* **WHAT IS BEING ASKED**
Exactly the lines from the one with "let mut buf = BytesMut::new();" through the end of the records below are to be output, the first and last included, and no others.

======== STORED DATA ========

//! SSTable builder for writing sorted data to disk
//!
//! Layout:
//! - header: magic, format version
//! - data blocks
//! - index: one `(first key, last key, offset, size)` per block
//! - bloom filter
//! - footer: index/bloom locations, entry count, index checksum, magic

use super::block::BlockBuilder;
use super::{BloomFilter, Table, TableOptions, FORMAT_VERSION, MAGIC};
use crate::{Result, ValueStruct};
use bytes::{BufMut, Bytes, BytesMut};
use std::fs::{File, OpenOptions};
use std::io::{BufWriter, Write};
use std::path::PathBuf;

/// Footer size in bytes
pub(crate) const FOOTER_SIZE: usize = 48;
/// Header size in bytes
pub(crate) const HEADER_SIZE: usize = 8;

#[derive(Debug, Clone)]
pub(crate) struct IndexEntry {
    pub first_key: Bytes,
    pub last_key: Bytes,
    pub offset: u64,
    pub size: u32,
}

/// SSTable builder
///
/// Blocks are streamed to disk as they fill; nothing is durable until
/// [`TableBuilder::finish`] fsyncs the file.
pub struct TableBuilder {
    options: TableOptions,
    path: PathBuf,
    id: u64,
    file: BufWriter<File>,
    offset: u64,

    block: BlockBuilder,
    index_entries: Vec<IndexEntry>,
    key_hashes: Vec<u32>,
    entry_count: u64,
}

impl TableBuilder {
    /// Create a new SSTable builder writing to `path`, which must not exist
    pub fn new(path: PathBuf, id: u64, options: TableOptions) -> Result<Self> {
        let file = OpenOptions::new()
            .write(true)
            .create_new(true)
            .open(&path)?;
        let mut file = BufWriter::new(file);

        let mut header = BytesMut::with_capacity(HEADER_SIZE);
        header.put_slice(MAGIC);
        header.put_u32_le(FORMAT_VERSION);
        file.write_all(&header)?;

        Ok(Self {
            options,
            path,
            id,
            file,
            offset: HEADER_SIZE as u64,
            block: BlockBuilder::new(),
            index_entries: Vec::new(),
            key_hashes: Vec::new(),
            entry_count: 0,
        })
    }

    /// Table id being built
    pub fn id(&self) -> u64 {
        self.id
    }

    /// Add an entry; keys must arrive in strictly ascending order
    pub fn add(&mut self, key: &[u8], value: &ValueStruct) -> Result<()> {
        self.block.add(key, value);
        self.key_hashes.push(BloomFilter::hash(key));
        self.entry_count += 1;

        if self.block.estimated_size() >= self.options.block_size {
            self.flush_block()?;
        }
        Ok(())
    }

    /// Bytes written so far plus the pending block
    pub fn estimated_size(&self) -> u64 {
        self.offset + self.block.estimated_size() as u64
    }

    fn flush_block(&mut self) -> Result<()> {
        if self.block.is_empty() {
            return Ok(());
        }
        let block = std::mem::take(&mut self.block);
        let (bytes, first_key, last_key) = block.finish(self.options.compression);
        self.file.write_all(&bytes)?;
        self.index_entries.push(IndexEntry {
            first_key,
            last_key,
            offset: self.offset,
            size: bytes.len() as u32,
        });
        self.offset += bytes.len() as u64;
        Ok(())
    }

    /// Finish building, fsync, and open the table for reading
    pub fn finish(mut self) -> Result<Table> {
        self.flush_block()?;

        let index = encode_index(&self.index_entries);
        let index_offset = self.offset;
        self.file.write_all(&index)?;
        self.offset += index.len() as u64;

        let bloom = BloomFilter::build(&self.key_hashes, self.options.bloom_bits_per_key);
        let mut bloom_buf = BytesMut::new();
        bloom_buf.put_u8(bloom.num_hashes() as u8);
        bloom_buf.put_slice(bloom.as_bytes());
        let bloom_offset = self.offset;
        self.file.write_all(&bloom_buf)?;
        self.offset += bloom_buf.len() as u64;

        let mut footer = BytesMut::with_capacity(FOOTER_SIZE);
        footer.put_u64_le(index_offset);
        footer.put_u64_le(index.len() as u64);
        footer.put_u64_le(bloom_offset);
        footer.put_u64_le(bloom_buf.len() as u64);
        footer.put_u64_le(self.entry_count);
        footer.put_u32_le(crc32fast::hash(&index));
        footer.put_slice(MAGIC);
        self.file.write_all(&footer)?;

        self.file.flush()?;
        self.file.get_ref().sync_all()?;
        drop(self.file);

        Table::open(self.path, self.id, self.options)
    }

    /// Discard a partially built table
    pub fn abandon(self) -> Result<()> {
        drop(self.file);
        std::fs::remove_file(&self.path)?;
        Ok(())
    }
}

fn encode_index(entries: &[IndexEntry]) -> Bytes {
    let mut buf = BytesMut::new();
    buf.put_u32_le(entries.len() as u32);
    for entry in entries {
        buf.put_u32_le(entry.first_key.len() as u32);
        buf.put_slice(&entry.first_key);
        buf.put_u32_le(entry.last_key.len() as u32);
        buf.put_slice(&entry.last_key);
        buf.put_u64_le(entry.offset);
        buf.put_u32_le(entry.size);
    }
    buf.freeze()
}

========

* **REPLY TO THE TASK**
    let mut buf = BytesMut::new();
    buf.put_u32_le(entries.len() as u32);
    for entry in entries {
        buf.put_u32_le(entry.first_key.len() as u32);
        buf.put_slice(&entry.first_key);
        buf.put_u32_le(entry.last_key.len() as u32);
        buf.put_slice(&entry.last_key);
        buf.put_u64_le(entry.offset);
        buf.put_u32_le(entry.size);
    }
    buf.freeze()
}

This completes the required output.